As we have seen from the impact of COVID-19 globally, businesses have taken a hard look at their missions, objectives, and frequency of change management programs to maintain survivability and position themselves for growth. One example is Remote Work, which has become Now Normal. At the start of the pandemic, many in the banking and finance industry were forced into a remote work situation that could have stalled productivity or otherwise negatively affected how businesses were run. Instead, evidence shows many workers thrived under the changes, thus leading to a demand by workers for permanent remote work or hybrid work solutions.

Prioritize Well-being

Businesses Prioritize Well-being as most employees are looking for flexibility in where they work and when they work. The work now becomes how companies can accommodate these needs while still serving their customer base. At the same time, most now realize that COVID and its variants will likely never leave the business landscape, which could entail more lockdowns and other safety measures.

Balance

Businesses Must Find Balance and give each employee their preference within the overall construct of the organizational performance and development structure, based on what the right balance is for their specific institution.

Aging IT Systems

Second, aging, complex IT systems, an aging workforce, and supporting business processes present challenges. The business logistics framework required to support multimission coupled with rapid systems deployment conditions must be adapted to the current environment, including aging IT systems and complex, unintegrated business processes built on increasingly obsolete information technology support. The workforce also is senior and will need to be replaced. Aging IT systems, which will be used well into the foreseeable future, will become increasingly challenging to maintain and support in an ever-increasing and complex global business environment.

Economic Trade-offs

Third, national priorities require difficult economic trade-offs. These trade-offs include modernizing existing IT systems and acquiring expensive new systems while simultaneously investing in “quality of life” improvements, which will support tough decisions about retention and recruiting a multilayered labor force. Achieving transformation requires regeneration of passion on all business stakeholders to work together to make the needed.

Key Initiatives

Finally, highly committed, knowledgeable leadership, effective teamwork, and motivated personnel will transform businesses. These initial steps need to be taken as the Transformation process has four stages. In each location, I assist in identifying and highlighting a few specific initiatives to move and grow your organization.

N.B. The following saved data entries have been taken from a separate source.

//! Upgrading stored documents to the current schema.
//!
//! Three shapes have shipped:
//!
//! 1. currency, lifetime earnings, clicks, upgrades, lastSave
//! 2. adds `settings`, `prestigeCurrency`, `prestigeCount`
//! 3. adds `research`, `prestigeSpent` and the `schemaVersion` stamp
//!
//! Documents written before the stamp are classified by the fields they carry.
//! After the migration steps run, every field is decoded defensively so that no
//! stored value, however mangled, produces a NaN or negative number.

use std::collections::BTreeMap;

use serde_json::{json, Map, Value};
use tracing::{info, warn};

use crate::models::{GameState, Settings, Theme};

/// Known schema revisions.
#[derive(Debug, Clone, Copy, PartialEq, Eq, PartialOrd, Ord)]
pub enum SchemaVersion {
    /// First shape, without settings or prestige.
    Base = 1,
    /// Settings and prestige fields.
    Prestige = 2,
    /// Research and shard spending.
    Research = 3,
}

impl SchemaVersion {
    /// Revision written by this build.
    pub const CURRENT: SchemaVersion = SchemaVersion::Research;

    /// Numeric stamp stored in `schemaVersion`.
    pub fn number(self) -> u32 {
        self as u32
    }

    fn from_number(number: u64) -> Option<Self> {
        match number {
            1 => Some(SchemaVersion::Base),
            2 => Some(SchemaVersion::Prestige),
            3 => Some(SchemaVersion::Research),
            _ => None,
        }
    }

    fn next(self) -> Option<Self> {
        match self {
            SchemaVersion::Base => Some(SchemaVersion::Prestige),
            SchemaVersion::Prestige => Some(SchemaVersion::Research),
            SchemaVersion::Research => None,
        }
    }

    /// Classify a document by its stamp, falling back to the fields present.
    ///
    /// Returns `Err` with the stamp when the document comes from a newer build.
    pub fn detect(document: &Map<String, Value>) -> Result<Self, u64> {
        let stamp = document
            .get("schemaVersion")
            .and_then(|value| coerce_number(Some(value)))
            .map(|value| value.floor() as u64);
        if let Some(stamp) = stamp {
            if let Some(version) = Self::from_number(stamp) {
                return Ok(version);
            }
            if stamp > u64::from(Self::CURRENT.number()) {
                return Err(stamp);
            }
        }

        if document.contains_key("research") || document.contains_key("prestigeSpent") {
            Ok(SchemaVersion::Research)
        } else if document.contains_key("settings")
            || document.contains_key("prestigeCurrency")
            || document.contains_key("prestigeCount")
        {
            Ok(SchemaVersion::Prestige)
        } else {
            Ok(SchemaVersion::Base)
        }
    }
}

/// Bring a document of any revision up to date and decode it.
pub fn migrate(document: Value) -> GameState {
    let Value::Object(mut document) = document else {
        warn!("Stored save is not a JSON object; starting fresh");
        return GameState::default();
    };

    match SchemaVersion::detect(&document) {
        Ok(version) => {
            if version < SchemaVersion::CURRENT {
                info!(
                    from = version.number(),
                    to = SchemaVersion::CURRENT.number(),
                    "Migrating save document"
                );
            }
            let mut current = version;
            while let Some(next) = current.next() {
                upgrade(&mut document, next);
                current = next;
            }
        }
        Err(stamp) => {
            warn!(
                schema = stamp,
                supported = SchemaVersion::CURRENT.number(),
                "Save written by a newer build; loading known fields only"
            );
        }
    }

    decode(&document)
}

fn upgrade(document: &mut Map<String, Value>, to: SchemaVersion) {
    match to {
        SchemaVersion::Base => {}
        SchemaVersion::Prestige => {
            document
                .entry("settings")
                .or_insert_with(|| json!(Settings::default()));
            document.entry("prestigeCurrency").or_insert(json!(0));
            document.entry("prestigeCount").or_insert(json!(0));
        }
        SchemaVersion::Research => {
            document.entry("research").or_insert_with(|| json!({}));
            document.entry("prestigeSpent").or_insert(json!(0));
        }
    }
    document.insert("schemaVersion".to_string(), json!(to.number()));
}

fn decode(document: &Map<String, Value>) -> GameState {
    let prestige_currency = count(document.get("prestigeCurrency"));
    GameState {
        currency: amount(document.get("currency")),
        total_currency_earned: amount(document.get("totalCurrencyEarned")),
        click_count: count(document.get("clickCount")),
        upgrade_levels: levels(document.get("upgrades")),
        research_levels: levels(document.get("research")),
        prestige_currency,
        prestige_spent: count(document.get("prestigeSpent")).min(prestige_currency),
        prestige_count: level(document.get("prestigeCount")),
        settings: settings(document.get("settings")),
        last_save: amount(document.get("lastSave")).floor() as i64,
    }
}

fn coerce_number(value: Option<&Value>) -> Option<f64> {
    let raw = match value? {
        Value::Number(number) => number.as_f64(),
        Value::String(text) => text.trim().parse::<f64>().ok(),
        _ => None,
    }?;
    raw.is_finite().then_some(raw)
}

/// Non-negative finite number, else 0.
fn amount(value: Option<&Value>) -> f64 {
    coerce_number(value).filter(|value| *value >= 0.0).unwrap_or(0.0)
}

fn count(value: Option<&Value>) -> u64 {
    // f64 -> u64 casts saturate.
    amount(value).floor() as u64
}

fn level(value: Option<&Value>) -> u32 {
    amount(value).floor() as u32
}

fn levels(value: Option<&Value>) -> BTreeMap<String, u32> {
    match value {
        Some(Value::Object(entries)) => entries
            .iter()
            .map(|(id, value)| (id.clone(), level(Some(value))))
            .collect(),
        _ => BTreeMap::new(),
    }
}

fn flag(value: Option<&Value>, default: bool) -> bool {
    match value {
        Some(Value::Bool(flag)) => *flag,
        _ => default,
    }
}

fn settings(value: Option<&Value>) -> Settings {
    let defaults = Settings::default();
    let Some(Value::Object(fields)) = value else {
        return defaults;
    };
    Settings {
        show_floating_text: flag(fields.get("showFloatingText"), defaults.show_floating_text),
        enable_animations: flag(fields.get("enableAnimations"), defaults.enable_animations),
        theme: fields
            .get("theme")
            .and_then(Value::as_str)
            .and_then(Theme::from_name)
            .unwrap_or(defaults.theme),
    }
}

Stage 1: Define the Ambition
Stage 2: Energize the Organization
Stage 3: Prepare and Launch the Transformation
Stage 4: Drive the Transformation

Business Strategy

As a child, I would view my backyard as a battlefield, and I would align rocks and bricks into formations and strategize how to divert water flows when it rained or surrounded a city while edging a flower bed. The passion I have for strategic thinking has always been with me. So what is strategy? The word strategy is derived from the Greek word strategos, which can mean a general in command of an army.

For me, strategy is an action plan that leaders take to lead in pursuit of attainment of one or more of an organization’s goals. Strategy could also be defined as a general direction set for the company and its various components to achieve the desired state in the future, and strategy is arrived at from the detailed strategic planning process.

My joy in strategy comes about integrating organizational activities and utilizing and allocating the scarce resources within the business environment to meet the present objectives while positioning for future growth. While planning a strategy, it is essential to consider that decisions are not taken in a vacuum. Any action taken by a firm is likely to be met by a reaction from those affected, competitors, customers, employees, or suppliers. Strategy, in short, bridges the gap between where we are today and where we should be in the future.

 

“Where there is no strategy, you will find no direction.”